Крамер. Он любит мальчика, правда? Ну вот я и дарю вам обоим его свободу — каждому по половине. Дай мне еще раз твою руку.
Клара. На, возьми, Крамер. Ну вот ты и улыбнулся...

Крамер уходит, слышны его шаги по лестнице, хлопает входная дверь, слышен шум отъезжающей машины. Входит Мартин.

Мартин. Четыре минуты, Клара. Я смотрел на часы.
Клара. Так было нужно, Мартин.
Мартин. Мальчика уже нет, а мне так хотелось с ним поговорить.
Клара. Ты его еще увидишь. Надо было спешить. Он просил всем кланяться. Я дала ему денег и ключ от машины, он надел твой серый костюм; его арестантский балахон висит в шкафу.
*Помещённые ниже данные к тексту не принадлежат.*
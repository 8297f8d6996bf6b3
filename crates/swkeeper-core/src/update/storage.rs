//! Key/value storage for update state.
//!
//! Durable state (survives reloads) and session state (one tab's lifetime)
//! both sit behind [`KeyValueStore`]; which is which is decided by the caller.

use std::collections::BTreeMap;
use std::path::PathBuf;
use std::sync::{Arc, Mutex};

use crate::error::StorageError;

pub trait KeyValueStore: Send + Sync {
    fn get(&self, key: &str) -> Result<Option<String>, StorageError>;
    fn set(&self, key: &str, value: &str) -> Result<(), StorageError>;
    fn remove(&self, key: &str) -> Result<(), StorageError>;
}

/// In-process store. Clones share contents, so a clone handed to a second
/// negotiator behaves like storage surviving a page reload.
#[derive(Debug, Clone, Default)]
pub struct MemoryStore {
    entries: Arc<Mutex<BTreeMap<String, String>>>,
}

impl MemoryStore {
    pub fn new() -> Self {
        Self::default()
    }
}

impl KeyValueStore for MemoryStore {
    fn get(&self, key: &str) -> Result<Option<String>, StorageError> {
        let entries = self.entries.lock().map_err(|_| StorageError::Poisoned)?;
        Ok(entries.get(key).cloned())
    }

    fn set(&self, key: &str, value: &str) -> Result<(), StorageError> {
        let mut entries = self.entries.lock().map_err(|_| StorageError::Poisoned)?;
        entries.insert(key.to_string(), value.to_string());
        Ok(())
    }

    fn remove(&self, key: &str) -> Result<(), StorageError> {
        let mut entries = self.entries.lock().map_err(|_| StorageError::Poisoned)?;
        entries.remove(key);
        Ok(())
    }
}

/// A JSON object on disk, rewritten on every change.
pub struct JsonFileStore {
    path: PathBuf,
    entries: Mutex<BTreeMap<String, String>>,
}

impl JsonFileStore {
    /// Open the store at `path`, reading existing entries if the file exists.
    pub fn open(path: impl Into<PathBuf>) -> Result<Self, StorageError> {
        let path = path.into();
        let entries = if path.exists() {
            let contents = std::fs::read_to_string(&path)?;
            serde_json::from_str(&contents)?
        } else {
            BTreeMap::new()
        };
        Ok(Self {
            path,
            entries: Mutex::new(entries),
        })
    }

    pub fn path(&self) -> &PathBuf {
        &self.path
    }

    fn save(&self, entries: &BTreeMap<String, String>) -> Result<(), StorageError> {
        if let Some(parent) = self.path.parent() {
            std::fs::create_dir_all(parent)?;
        }
        let contents = serde_json::to_string_pretty(entries)?;
        std::fs::write(&self.path, contents)?;
        Ok(())
    }
}

impl KeyValueStore for JsonFileStore {
    fn get(&self, key: &str) -> Result<Option<String>, StorageError> {
        let entries = self.entries.lock().map_err(|_| StorageError::Poisoned)?;
        Ok(entries.get(key).cloned())
    }

    fn set(&self, key: &str, value: &str) -> Result<(), StorageError> {
        let mut entries = self.entries.lock().map_err(|_| StorageError::Poisoned)?;
        entries.insert(key.to_string(), value.to_string());
        self.save(&entries)
    }

    fn remove(&self, key: &str) -> Result<(), StorageError> {
        let mut entries = self.entries.lock().map_err(|_| StorageError::Poisoned)?;
        if entries.remove(key).is_some() {
            self.save(&entries)?;
        }
        Ok(())
    }
}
Который час, Мартин?
Мартин. Двадцать пять минут седьмого.
Клара. Через десять минут позвонит Альберт... а может, даже приедет. Хорошо, если бы он заехал за Кларой. Не понимаю, где она.
Мартин. Наверно, тоже пошла пройтись.
Клара. Я так устала. Я чувствую, что перемирие кончилось.
Мартин. Опять начинаются боли?
Клара. Нет, я просто устала. Пойди, Мартин, возьми телефон и включи его сюда. Иди скорее!

Мартин бежит в переднюю, возвращается, включает телефон.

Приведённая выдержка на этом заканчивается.